Stepping Stones
I Wanna Dance With Somebody by Whitney Houston. Solid wedding + life anthem
I feel like my last post was a bit of a cop-out. I spent the whole time talking about what growing up was like, but I did it with a [almost] entirely technical standpoint. There were a couple curveballs in there, but nothing really that surprising. After looking over the last week, I wanted to add a couple more view points. Of course, can't get away with any posts without talking about work now1, so I'll sneak another story like that in at the end.
One of my best friends, K, got engaged last year and asked me to be a groomsman. Oh boy, never had to deal with that before. What's that even mean??? In case you are a humble life-go-er like myself, it involves
- Suits!
- Bachelor parties!
- New friends!
- Seeing old friends!
- Booze and dancing and long nights
I'm going to skip over the bachelor party here, sorry if you want those details! Those are almost the opposite of this post though. They're all about not growing up and pretending we are young2 again. Honestly, it worked though, so what can I complain about!

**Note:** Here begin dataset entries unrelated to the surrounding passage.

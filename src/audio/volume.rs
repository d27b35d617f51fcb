//! Output-volume duck/restore.
//!
//! Best-effort: the dictation session lowers the system output volume
//! while the microphone is hot so playback does not bleed into the
//! recording, then puts it back. Failures are logged and otherwise
//! ignored; nothing in the engine depends on these calls succeeding.

use std::sync::{Mutex, PoisonError};

use tracing::{debug, warn};

/// Volume remembered by the last `duck`, consumed by `restore`.
static PREV_LEVEL: Mutex<Option<f32>> = Mutex::new(None);

/// Current master output level as a 0.0–1.0 scalar, if readable.
///
/// Queried fresh on every call in case the user switched output devices.
#[must_use]
pub fn get_level() -> Option<f32> {
    platform::get_level()
}

/// Sets the master output level, clamped to 0.0–1.0.
pub fn set_level(scalar: f32) {
    platform::set_level(scalar.clamp(0.0, 1.0));
}

/// Lowers the current output volume by `factor` (0–1) and remembers the
/// previous level. Does not make a quack sound.
pub fn duck(factor: f32) {
    let Some(current) = get_level() else {
        debug!("output volume not readable; skipping duck");
        return;
    };
    *PREV_LEVEL.lock().unwrap_or_else(PoisonError::into_inner) = Some(current);
    set_level(current * factor);
    debug!(from = current, factor, "output volume ducked");
}

/// Restores the volume captured by the last [`duck`], if any.
pub fn restore() {
    let prev = PREV_LEVEL
        .lock()
        .unwrap_or_else(PoisonError::into_inner)
        .take();
    if let Some(level) = prev {
        set_level(level);
        debug!(to = level, "output volume restored");
    }
}

#[cfg(windows)]
mod platform {
    use super::warn;

    #[link(name = "winmm")]
    extern "system" {
        fn waveOutGetVolume(hwo: isize, pdw_volume: *mut u32) -> u32;
        fn waveOutSetVolume(hwo: isize, dw_volume: u32) -> u32;
    }

    const MMSYSERR_NOERROR: u32 = 0;

    pub(super) fn get_level() -> Option<f32> {
        let mut volume: u32 = 0;
        // SAFETY: device id 0 is the wave mapper; the pointer is valid.
        let result = unsafe { waveOutGetVolume(0, &mut volume) };
        if result == MMSYSERR_NOERROR {
            Some(f32::from((volume & 0xFFFF) as u16) / f32::from(u16::MAX))
        } else {
            warn!(result, "waveOutGetVolume failed");
            None
        }
    }

    pub(super) fn set_level(scalar: f32) {
        #[allow(clippy::cast_possible_truncation, clippy::cast_sign_loss)]
        let channel = (scalar * f32::from(u16::MAX)) as u32;
        let both = channel | (channel << 16);
        // SAFETY: plain OS call.
        let result = unsafe { waveOutSetVolume(0, both) };
        if result != MMSYSERR_NOERROR {
            warn!(result, "waveOutSetVolume failed");
        }
    }
}

#[cfg(target_os = "macos")]
mod platform {
    use super::warn;
    use std::process::Command;

    pub(super) fn get_level() -> Option<f32> {
        let output = Command::new("osascript")
            .args(["-e", "output volume of (get volume settings)"])
            .output()
            .ok()?;
        if !output.status.success() {
            warn!("osascript volume query failed");
            return None;
        }
        let percent: f32 = String::from_utf8_lossy(&output.stdout).trim().parse().ok()?;
        Some(percent / 100.0)
    }

    pub(super) fn set_level(scalar: f32) {
        #[allow(clippy::cast_possible_truncation, clippy::cast_sign_loss)]
        let percent = (scalar * 100.0).round() as u32;
        let script = format!("set volume output volume {percent}");
        match Command::new("osascript").args(["-e", &script]).status() {
            Ok(status) if status.success() => {}
            _ => warn!("osascript volume set failed"),
        }
    }
}

#[cfg(not(any(windows, target_os = "macos")))]
mod platform {
    use tracing::debug;

    pub(super) fn get_level() -> Option<f32> {
        debug!("output volume control not supported on this platform");
        None
    }

    pub(super) fn set_level(_scalar: f32) {}
}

If I'm beting totally honest right now, I'm having a really hard time writing this post. It's not emotionally challenging or anything, it's just that the best memory I had of the last week was dancing along with all of my best friends to the track listed above. I had forgotten, I think, just for a little bit, how much I really loved those people. I had also forgotten how much I loved doing the things I loved to do with. Getting a little drunk (but lying about just how drunk) and going to these most ridiculous bars on campus. They would just play the same stuff over and over - pop and hip-hop, occasionally with some really bad pop punk attempting to mix in.
But here's the thing, it didn't matter at all. I loved every second of it. All I had to do was get over my inhibitions and just let go and fly away. Whitney, you're so right. Yes I wanna dance, I'll say I wanna dance. It's one of the most things in the world. Being in drum corps taught me how much it was to perform. To just really get out there and flaunt my emotional self. To let everyone know how much energy I can pour into my body and my reactions and of course, all of that in time!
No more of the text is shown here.